Stored data

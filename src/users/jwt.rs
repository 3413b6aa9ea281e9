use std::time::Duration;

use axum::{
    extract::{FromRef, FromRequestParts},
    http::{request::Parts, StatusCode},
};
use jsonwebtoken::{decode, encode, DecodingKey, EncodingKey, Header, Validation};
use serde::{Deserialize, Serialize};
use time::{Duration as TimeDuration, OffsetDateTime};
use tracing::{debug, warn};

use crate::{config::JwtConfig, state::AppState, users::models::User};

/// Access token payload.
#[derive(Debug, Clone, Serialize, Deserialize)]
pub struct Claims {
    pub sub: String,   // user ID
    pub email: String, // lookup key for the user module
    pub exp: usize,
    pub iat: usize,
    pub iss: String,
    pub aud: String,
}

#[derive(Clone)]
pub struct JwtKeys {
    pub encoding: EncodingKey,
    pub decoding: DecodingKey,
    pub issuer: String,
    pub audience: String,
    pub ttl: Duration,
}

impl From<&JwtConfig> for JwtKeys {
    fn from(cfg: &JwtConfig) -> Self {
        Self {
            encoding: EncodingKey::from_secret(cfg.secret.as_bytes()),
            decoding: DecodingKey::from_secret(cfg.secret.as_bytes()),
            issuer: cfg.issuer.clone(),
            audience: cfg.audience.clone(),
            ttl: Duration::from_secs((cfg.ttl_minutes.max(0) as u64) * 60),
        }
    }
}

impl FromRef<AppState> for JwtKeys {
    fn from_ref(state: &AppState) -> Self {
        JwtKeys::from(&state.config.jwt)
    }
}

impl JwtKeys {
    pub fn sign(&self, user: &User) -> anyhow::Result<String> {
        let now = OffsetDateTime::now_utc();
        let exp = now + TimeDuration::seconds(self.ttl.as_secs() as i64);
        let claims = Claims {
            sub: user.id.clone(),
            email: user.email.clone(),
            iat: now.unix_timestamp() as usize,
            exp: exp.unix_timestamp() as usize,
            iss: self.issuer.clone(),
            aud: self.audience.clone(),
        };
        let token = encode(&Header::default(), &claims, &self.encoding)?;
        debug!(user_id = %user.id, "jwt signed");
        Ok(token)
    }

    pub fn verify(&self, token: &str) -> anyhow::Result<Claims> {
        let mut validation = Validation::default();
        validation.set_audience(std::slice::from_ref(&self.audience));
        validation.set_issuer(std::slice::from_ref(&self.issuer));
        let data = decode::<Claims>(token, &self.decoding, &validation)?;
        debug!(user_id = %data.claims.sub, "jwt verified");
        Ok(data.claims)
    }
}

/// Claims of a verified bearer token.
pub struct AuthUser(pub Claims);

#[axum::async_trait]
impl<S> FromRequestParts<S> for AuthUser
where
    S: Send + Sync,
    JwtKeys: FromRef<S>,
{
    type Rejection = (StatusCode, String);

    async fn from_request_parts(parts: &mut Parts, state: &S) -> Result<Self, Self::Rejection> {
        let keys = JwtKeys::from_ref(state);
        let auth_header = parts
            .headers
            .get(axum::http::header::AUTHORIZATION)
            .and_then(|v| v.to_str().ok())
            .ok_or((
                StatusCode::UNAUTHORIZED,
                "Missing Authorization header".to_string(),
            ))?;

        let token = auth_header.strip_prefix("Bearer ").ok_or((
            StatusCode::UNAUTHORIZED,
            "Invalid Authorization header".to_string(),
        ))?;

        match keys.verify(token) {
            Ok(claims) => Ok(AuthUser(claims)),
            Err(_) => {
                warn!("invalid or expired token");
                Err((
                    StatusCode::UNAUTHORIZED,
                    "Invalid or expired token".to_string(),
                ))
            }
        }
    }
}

---

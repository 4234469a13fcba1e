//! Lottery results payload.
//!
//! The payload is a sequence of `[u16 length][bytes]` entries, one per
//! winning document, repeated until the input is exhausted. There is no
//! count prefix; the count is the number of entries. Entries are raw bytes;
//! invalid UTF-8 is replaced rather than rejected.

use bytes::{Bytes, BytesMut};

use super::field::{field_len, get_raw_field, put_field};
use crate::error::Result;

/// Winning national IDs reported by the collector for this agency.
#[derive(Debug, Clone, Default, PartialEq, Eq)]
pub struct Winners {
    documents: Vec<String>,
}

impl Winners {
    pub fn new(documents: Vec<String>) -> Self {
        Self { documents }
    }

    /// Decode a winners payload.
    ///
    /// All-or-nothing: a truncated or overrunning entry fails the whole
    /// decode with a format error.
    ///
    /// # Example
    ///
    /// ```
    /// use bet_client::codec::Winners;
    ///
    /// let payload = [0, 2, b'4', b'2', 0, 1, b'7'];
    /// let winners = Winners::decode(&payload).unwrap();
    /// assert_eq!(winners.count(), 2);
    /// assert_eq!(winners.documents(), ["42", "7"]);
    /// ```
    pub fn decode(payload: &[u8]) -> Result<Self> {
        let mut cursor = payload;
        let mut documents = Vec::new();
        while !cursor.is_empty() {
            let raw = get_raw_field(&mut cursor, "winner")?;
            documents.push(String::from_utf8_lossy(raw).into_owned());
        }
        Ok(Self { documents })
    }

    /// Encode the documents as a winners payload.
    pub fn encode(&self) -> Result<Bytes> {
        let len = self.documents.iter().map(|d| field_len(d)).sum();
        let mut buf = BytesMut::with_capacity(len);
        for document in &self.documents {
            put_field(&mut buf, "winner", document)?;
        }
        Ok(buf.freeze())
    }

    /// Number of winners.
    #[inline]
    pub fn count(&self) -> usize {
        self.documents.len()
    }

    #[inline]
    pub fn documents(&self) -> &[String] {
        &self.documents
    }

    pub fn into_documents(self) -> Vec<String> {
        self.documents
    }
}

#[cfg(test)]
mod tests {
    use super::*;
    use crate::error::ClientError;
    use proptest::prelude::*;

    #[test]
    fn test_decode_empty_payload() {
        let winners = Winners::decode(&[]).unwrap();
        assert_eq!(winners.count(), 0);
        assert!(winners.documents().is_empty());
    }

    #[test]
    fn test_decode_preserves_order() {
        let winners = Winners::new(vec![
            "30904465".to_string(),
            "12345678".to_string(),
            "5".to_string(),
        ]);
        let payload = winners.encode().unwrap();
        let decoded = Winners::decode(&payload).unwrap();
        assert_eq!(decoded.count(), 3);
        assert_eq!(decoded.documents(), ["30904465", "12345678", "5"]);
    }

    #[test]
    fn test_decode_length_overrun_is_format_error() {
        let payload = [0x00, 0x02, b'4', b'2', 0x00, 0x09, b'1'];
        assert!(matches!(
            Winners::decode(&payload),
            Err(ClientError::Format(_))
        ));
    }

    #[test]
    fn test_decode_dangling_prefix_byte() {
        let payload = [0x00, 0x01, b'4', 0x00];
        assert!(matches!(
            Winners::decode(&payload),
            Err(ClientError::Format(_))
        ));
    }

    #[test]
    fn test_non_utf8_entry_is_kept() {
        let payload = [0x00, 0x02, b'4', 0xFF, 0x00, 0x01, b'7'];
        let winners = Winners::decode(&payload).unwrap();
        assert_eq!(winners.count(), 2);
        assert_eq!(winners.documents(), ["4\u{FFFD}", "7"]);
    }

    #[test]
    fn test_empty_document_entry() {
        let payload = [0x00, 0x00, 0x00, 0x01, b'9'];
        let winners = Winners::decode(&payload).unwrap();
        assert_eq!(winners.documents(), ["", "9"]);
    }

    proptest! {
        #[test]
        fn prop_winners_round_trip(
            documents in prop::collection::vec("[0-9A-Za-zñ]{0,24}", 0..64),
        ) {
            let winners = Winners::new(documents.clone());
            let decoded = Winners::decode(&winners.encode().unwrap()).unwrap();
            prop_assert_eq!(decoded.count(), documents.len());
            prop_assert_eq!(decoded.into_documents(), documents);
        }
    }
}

--

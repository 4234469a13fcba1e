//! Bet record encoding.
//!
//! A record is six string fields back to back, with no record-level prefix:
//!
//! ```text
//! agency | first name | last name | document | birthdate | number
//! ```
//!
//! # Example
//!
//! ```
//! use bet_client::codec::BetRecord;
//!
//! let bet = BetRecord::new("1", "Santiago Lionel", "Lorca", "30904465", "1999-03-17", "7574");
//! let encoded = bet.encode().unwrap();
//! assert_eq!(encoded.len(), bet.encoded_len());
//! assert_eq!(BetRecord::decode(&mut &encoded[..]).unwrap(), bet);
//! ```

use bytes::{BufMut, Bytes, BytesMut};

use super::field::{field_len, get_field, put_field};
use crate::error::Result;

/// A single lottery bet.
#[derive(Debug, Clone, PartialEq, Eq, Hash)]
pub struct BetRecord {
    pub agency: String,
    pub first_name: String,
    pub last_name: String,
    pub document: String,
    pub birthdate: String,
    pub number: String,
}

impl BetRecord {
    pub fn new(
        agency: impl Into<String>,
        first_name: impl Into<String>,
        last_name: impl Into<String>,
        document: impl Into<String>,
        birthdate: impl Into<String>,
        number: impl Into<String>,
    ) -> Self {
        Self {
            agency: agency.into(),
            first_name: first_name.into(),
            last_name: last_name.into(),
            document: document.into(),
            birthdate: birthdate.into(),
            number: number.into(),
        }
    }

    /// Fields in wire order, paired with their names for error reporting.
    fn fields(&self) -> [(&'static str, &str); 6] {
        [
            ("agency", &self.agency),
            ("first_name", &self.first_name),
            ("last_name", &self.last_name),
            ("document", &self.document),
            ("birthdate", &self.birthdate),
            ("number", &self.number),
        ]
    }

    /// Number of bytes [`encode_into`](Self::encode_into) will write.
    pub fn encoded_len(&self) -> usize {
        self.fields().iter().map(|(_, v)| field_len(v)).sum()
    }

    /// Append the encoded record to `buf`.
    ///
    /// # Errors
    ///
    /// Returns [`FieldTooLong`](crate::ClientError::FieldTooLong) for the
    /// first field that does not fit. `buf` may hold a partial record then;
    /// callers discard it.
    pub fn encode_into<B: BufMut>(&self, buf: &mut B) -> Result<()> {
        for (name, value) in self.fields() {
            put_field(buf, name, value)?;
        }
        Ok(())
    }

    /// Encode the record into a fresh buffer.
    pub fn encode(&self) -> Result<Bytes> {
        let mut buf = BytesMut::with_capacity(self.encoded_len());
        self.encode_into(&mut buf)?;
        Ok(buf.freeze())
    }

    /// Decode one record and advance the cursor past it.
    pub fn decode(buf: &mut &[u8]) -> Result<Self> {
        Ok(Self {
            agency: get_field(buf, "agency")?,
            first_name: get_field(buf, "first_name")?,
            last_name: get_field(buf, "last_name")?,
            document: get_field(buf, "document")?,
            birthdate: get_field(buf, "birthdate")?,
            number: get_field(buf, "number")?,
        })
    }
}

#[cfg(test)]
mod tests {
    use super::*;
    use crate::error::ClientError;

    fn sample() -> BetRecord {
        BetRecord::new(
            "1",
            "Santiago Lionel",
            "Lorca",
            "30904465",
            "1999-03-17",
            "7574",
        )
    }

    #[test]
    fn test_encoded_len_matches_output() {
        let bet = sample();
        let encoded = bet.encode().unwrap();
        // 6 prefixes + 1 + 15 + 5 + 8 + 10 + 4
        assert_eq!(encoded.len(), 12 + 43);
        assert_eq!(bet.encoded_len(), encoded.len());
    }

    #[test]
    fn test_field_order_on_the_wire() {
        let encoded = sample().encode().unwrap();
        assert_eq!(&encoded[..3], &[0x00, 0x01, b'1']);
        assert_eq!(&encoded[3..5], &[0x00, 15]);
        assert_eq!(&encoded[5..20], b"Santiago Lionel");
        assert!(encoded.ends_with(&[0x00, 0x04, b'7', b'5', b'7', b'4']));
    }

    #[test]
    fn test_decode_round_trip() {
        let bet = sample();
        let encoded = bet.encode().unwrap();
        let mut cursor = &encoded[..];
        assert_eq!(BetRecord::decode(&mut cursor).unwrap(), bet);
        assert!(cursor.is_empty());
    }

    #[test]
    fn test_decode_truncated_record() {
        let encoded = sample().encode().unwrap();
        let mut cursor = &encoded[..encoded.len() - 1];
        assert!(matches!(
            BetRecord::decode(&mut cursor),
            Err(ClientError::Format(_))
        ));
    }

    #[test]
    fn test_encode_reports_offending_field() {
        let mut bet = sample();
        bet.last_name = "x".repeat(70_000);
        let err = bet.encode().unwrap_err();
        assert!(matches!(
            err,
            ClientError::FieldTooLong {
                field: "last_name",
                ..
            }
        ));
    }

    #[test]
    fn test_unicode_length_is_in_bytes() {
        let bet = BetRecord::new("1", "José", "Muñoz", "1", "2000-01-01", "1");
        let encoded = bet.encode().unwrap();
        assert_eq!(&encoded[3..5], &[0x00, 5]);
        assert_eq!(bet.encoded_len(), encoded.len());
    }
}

[ACTION ITEM]:
Reproduce, exactly as they stand in the data above, the lines from the one that holds "filename src/users/jwt.rs" to the one that holds "Access token payload.", inclusive.

[SOLUTION FOR THIS TASK]:
filename src/users/jwt.rs
repository 3413b6aa9ea281e9
use std::time::Duration;

use axum::{
    extract::{FromRef, FromRequestParts},
    http::{request::Parts, StatusCode},
};
use jsonwebtoken::{decode, encode, DecodingKey, EncodingKey, Header, Validation};
use serde::{Deserialize, Serialize};
use time::{Duration as TimeDuration, OffsetDateTime};
use tracing::{debug, warn};

use crate::{config::JwtConfig, state::AppState, users::models::User};

/// Access token payload.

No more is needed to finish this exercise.